Спустя столетие после близкого знакомства с чукчами, в двух тысячах вёрст к югу от Чукотки подданные Российской империи вновь с удивлением обнаружили мощные пережитки группового брака. С нивхами, живущими по обоим берегам Татарского пролива, в устье Амура и на Сахалине, русские впервые стали регулярно общаться только в середине XIX века, после присоединения Приморья и Приамурья к нашей стране.
Первоначально никаких брачных странностей у «гиляков», как изначально звали в Российской империи нивхов, не заметили – в глаза бросались обычные парные семьи. Первым нечто удивительное обнаружил Лев Штернберг, молодой студент, в 1889 году сосланный на Сахалин за революционную деятельность.
Проведя в сахалинской ссылке почти десять лет, он объехал и изучил весь остров, близко познакомившись с его аборигенами. Собранные им этнографические материалы были настолько интересны и уникальны, что Императорская Санкт-Петербургская академия наук даже ходатайствовала перед царскими властями о досрочном возвращении учёного-революционера из ссылки.
Именно Лев Штернберг первым изучил семейные особенности «гиляков»-нивхов. «Можно объехать всю территорию гиляков, – писал ссыльный учёный, – жить в юртах, подолгу наблюдать семейную жизнь их и не замечать в строе их семьи ничего необычного. В больших зимних юртах обитатели занимают свои нары семьями, живущими каждая своими обособленными интересами. Между мужем, женой и их детьми царит полное согласие и нежные отношения. Мало того, нередко можно встретить случаи поразительно преданности и любви между супругами; когда один умирает, то другой нередко налагает на себя руки или умирает с тоски. Словом, по всем видимостям, мы имеем дело с типом семьи, которую принято называть патриархальной. Но не такова она в действительности. Прежде всего вас поражает странная родственная номенклатура. Целая группа женщин зовет целую группу мужчин своими мужьями… Точно так же целая группа мужчин зовёт группу женщин своими матерями…»

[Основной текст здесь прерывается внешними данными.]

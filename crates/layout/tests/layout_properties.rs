//! Geometric properties every layout must satisfy, checked across photo
//! counts, aspect ratios, and canvas shapes.

use pc_common::{LayoutType, Photo, Rect};
use pc_layout::{compute_layout, LayoutRequest};

const EPS: f64 = 1e-6;

// ---------------------------------------------------------------------------
// Helpers
// ---------------------------------------------------------------------------

/// Photos with a repeating mix of landscape, portrait, square, panorama and
/// unknown dimensions.
fn mixed_photos(n: usize) -> Vec<Photo> {
    const DIMS: [(u32, u32); 5] = [(4000, 3000), (3000, 4000), (1000, 1000), (6000, 1500), (0, 0)];
    (0..n)
        .map(|i| {
            let (w, h) = DIMS[i % DIMS.len()];
            Photo::new(format!("photo{i}.jpg"), w, h)
        })
        .collect()
}

fn request<'a>(
    layout_type: LayoutType,
    photos: &'a [Photo],
    (width, height): (u32, u32),
) -> LayoutRequest<'a> {
    LayoutRequest {
        layout_type,
        grid_template: None,
        canvas_width: width,
        canvas_height: height,
        spacing_mm: 3.0,
        outer_padding_mm: 5.0,
        photos,
    }
}

const CANVASES: [(u32, u32); 3] = [(3508, 4961), (4961, 3508), (3508, 3508)];

// ---------------------------------------------------------------------------
// Non-overlap and bounds
// ---------------------------------------------------------------------------

#[test]
fn cells_never_overlap_and_stay_inside_padding() {
    for layout_type in LayoutType::ALL {
        for canvas in CANVASES {
            for n in 1..=14 {
                let photos = mixed_photos(n);
                let req = request(layout_type, &photos, canvas);
                let padding = req.area().padding;
                let cells = compute_layout(&req);

                let rects: Vec<Rect> = cells.iter().map(|c| c.rect()).collect();
                for (i, a) in rects.iter().enumerate() {
                    assert!(a.x >= padding - EPS, "{layout_type} n={n}: {a} left of padding");
                    assert!(a.y >= padding - EPS, "{layout_type} n={n}: {a} above padding");
                    assert!(a.right() <= canvas.0 as f64 - padding + EPS);
                    assert!(a.bottom() <= canvas.1 as f64 - padding + EPS);
                    for b in &rects[i + 1..] {
                        assert!(
                            a.overlap_area(b) < EPS,
                            "{layout_type} n={n}: {a} overlaps {b}"
                        );
                    }
                }
            }
        }
    }
}

#[test]
fn every_photo_is_placed_exactly_once() {
    for layout_type in LayoutType::ALL {
        let photos = mixed_photos(9);
        let cells = compute_layout(&request(layout_type, &photos, CANVASES[0]));
        for photo in &photos {
            let hits = cells
                .iter()
                .filter(|c| c.photo_id.as_deref() == Some(photo.id.as_str()))
                .count();
            assert_eq!(hits, 1, "{layout_type}: {}", photo.id);
        }
    }
}

// ---------------------------------------------------------------------------
// Determinism
// ---------------------------------------------------------------------------

#[test]
fn layout_is_deterministic_modulo_ids() {
    for layout_type in LayoutType::ALL {
        let photos = mixed_photos(7);
        let req = request(layout_type, &photos, CANVASES[1]);
        let first = compute_layout(&req);
        let second = compute_layout(&req);

        assert_eq!(first.len(), second.len());
        for (a, b) in first.iter().zip(&second) {
            assert_ne!(a.id, b.id);
            assert!(a.same_placement(b), "{layout_type}: {:?} vs {:?}", a, b);
        }
    }
}

// ---------------------------------------------------------------------------
// Algorithm-specific properties
// ---------------------------------------------------------------------------

#[test]
fn grid_arrangements_for_four_and_five_photos() {
    let four = mixed_photos(4);
    let cells = compute_layout(&request(LayoutType::Grid, &four, (1000, 1000)));
    let xs: Vec<f64> = cells.iter().map(|c| c.x).collect();
    let ys: Vec<f64> = cells.iter().map(|c| c.y).collect();
    assert_eq!(cells.len(), 4);
    assert_eq!(xs[0], xs[2]);
    assert_eq!(ys[0], ys[1]);
    assert!(xs[1] > xs[0] && ys[2] > ys[0]);

    let five = mixed_photos(5);
    let cells = compute_layout(&request(LayoutType::Grid, &five, (1000, 1000)));
    assert_eq!(cells.len(), 6);
    // Three columns on the first row.
    assert_eq!(cells[0].y, cells[2].y);
    assert!(cells[3].y > cells[0].y);
    assert!(cells[5].photo_id.is_none());
}

#[test]
fn brick_rows_fill_available_height() {
    for canvas in CANVASES {
        for n in 1..=14 {
            let photos = mixed_photos(n);
            let req = request(LayoutType::Brick, &photos, canvas);
            let area = req.area();
            let content = area.content_rect();
            let cells = compute_layout(&req);

            // One height per distinct row top.
            let mut rows: Vec<(f64, f64)> = Vec::new();
            for cell in &cells {
                if !rows.iter().any(|(y, _)| (y - cell.y).abs() < EPS) {
                    rows.push((cell.y, cell.height));
                }
            }
            let total: f64 = rows.iter().map(|(_, h)| h).sum::<f64>()
                + (rows.len() - 1) as f64 * area.spacing;
            assert!(
                (total - content.height).abs() < 1e-6,
                "n={n}: {total} != {}",
                content.height
            );
        }
    }
}

#[test]
fn freeform_cells_cover_content_area() {
    for canvas in CANVASES {
        for n in 1..=14 {
            let photos = mixed_photos(n);
            let req = request(LayoutType::Freeform, &photos, canvas);
            let area = req.area();
            let cells = compute_layout(&req);

            // Undo the spacing inset to recover the treemap rectangles.
            let covered: f64 = cells
                .iter()
                .map(|c| (c.width + area.spacing) * (c.height + area.spacing))
                .sum();
            let expected = area.content_rect().area();
            assert!(
                (covered - expected).abs() < 1e-6 * expected,
                "n={n}: {covered} != {expected}"
            );
        }
    }
}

Прожив несколько лет бок о бок с нивхами, Лев Штернберг с удивлением понял, что у этих аборигенов Сахалина и Приамурья «каждый гиляк имеет супружеские права на жён своих братьев и на сестёр своей жены». Штернберг писал об этом не без юмора: «Европеец с удивлением слушает, как гиляцкий мальчуган зовёт супругу своего старшего брата “ан’геj” (жена), а она его – муженёк (“пу” или “ычих”), или как сплошь и рядом гиляк говорит: “Я пойду к своим отцам, матерям”…»

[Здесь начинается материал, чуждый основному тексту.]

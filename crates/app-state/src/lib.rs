//! `pc-app-state` -- Document state management for the photo collage core.
//!
//! This crate provides:
//!
//! - **`Document`** / **`DocumentPatch`**: the single collage document and partial updates to it.
//! - **`Store`**: holds the live document and notifies subscribers synchronously.
//! - **`Snapshot`**: deep copy of a document (minus selection/hover) for history and persistence.
//! - **`HistoryManager`**: bounded snapshot-based undo/redo with batch grouping.
//! - **`LayoutTracker`**: recomputes cells only when layout-relevant fields change.
//! - **`Editor`**: context object wiring the above together behind one edit chokepoint.
//!
//! # Architecture
//!
//! ```text
//! Editor
//! ├── store: Store                   (live Document + subscribers)
//! ├── history: HistoryManager
//! │   ├── undo_stack: VecDeque<HistoryEntry>
//! │   ├── redo_stack: VecDeque<HistoryEntry>
//! │   └── batch + suppression flags
//! └── layout: LayoutTracker          (last LayoutKey)
//!
//! Editor::apply(label, patch)
//!   1. history.push_undo()           (skipped for transient patches)
//!   2. store.set(patch)              (notifies subscribers)
//!   3. layout.observe()              (new cells written back if the key moved)
//! ```

pub mod edit;
pub mod editor;
pub mod history;
pub mod snapshot;
pub mod state;
pub mod store;
pub mod tracker;

// Re-export primary types at crate root for convenience.
pub use edit::{PhotoEdit, TextOverlayEdit};
pub use editor::Editor;
pub use history::{HistoryEntry, HistoryManager};
pub use snapshot::Snapshot;
pub use state::{Document, DocumentPatch};
pub use store::{Store, SubscriberFn, SubscriptionId};
pub use tracker::{cells_changed, LayoutKey, LayoutTracker};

Категории лиц, между которыми допускались свободные половые отношения, были сложны и запутанны. У нивхов существовала целая устная генеалогия, объяснявшая, с кем интимные контакты возможны, а с кем нет – кто входит в группу «пу» (коллективных мужей) для таких-то женщин, а кто нет. Как объяснял Лев Штернберг: «В то время как нарушение супружеской верности с лицом, не входящим в группу “пу”, влечет за собой кровную месть соблазнителю или, в лучшем случае, жестокую дуэль и выкуп, то для лиц разрешенных категорий измена не влечет никакого возмездия, вызывая только некоторое раздражение, в редких случаях переселение соблазнителя в другую юрту…»

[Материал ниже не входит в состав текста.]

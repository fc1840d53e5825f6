//! `pc-layout` -- Layout computation for the photo collage core.
//!
//! This crate turns a set of photos and a canvas into non-overlapping
//! placement rectangles ([`Cell`](pc_common::Cell)s). It handles:
//!
//! - **Grid**: uniform rows x columns, auto-sized or from a fixed template
//! - **Brick**: aspect-ratio-aware row packing (masonry)
//! - **Freeform**: squarified treemap subdivision by area
//!
//! # Usage
//!
//! ```rust
//! use pc_common::{LayoutType, Photo};
//! use pc_layout::{compute_layout, LayoutRequest};
//!
//! let photos = vec![Photo::new("beach.jpg", 4000, 3000), Photo::new("dog.jpg", 3000, 4000)];
//! let cells = compute_layout(&LayoutRequest {
//!     layout_type: LayoutType::Brick,
//!     grid_template: None,
//!     canvas_width: 3508,
//!     canvas_height: 4961,
//!     spacing_mm: 3.0,
//!     outer_padding_mm: 3.0,
//!     photos: &photos,
//! });
//! assert_eq!(cells.len(), 2);
//! ```

pub mod brick;
pub mod engine;
pub mod freeform;
pub mod grid;
pub mod templates;

// Re-export primary API
pub use brick::compute_brick_layout;
pub use engine::{compute_layout, LayoutArea, LayoutRequest};
pub use freeform::{compute_freeform_layout, squarify};
pub use grid::{compute_grid_layout, grid_dimensions};
pub use templates::{find_template, GridTemplate, GRID_TEMPLATES};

«Во время моих путешествий по Сахалину, – вспоминал Штернберг, – мои спутники с западного берега, явившись вместе со мной в отдаленное селение на восточном берегу, в котором ни они, ни их отцы никогда не бывали, но в котором по генеалогическим их сведениями, проживала женщина категории ан’геj, свободно осуществляли свои права, разумеется, когда мужа в юрте не было…»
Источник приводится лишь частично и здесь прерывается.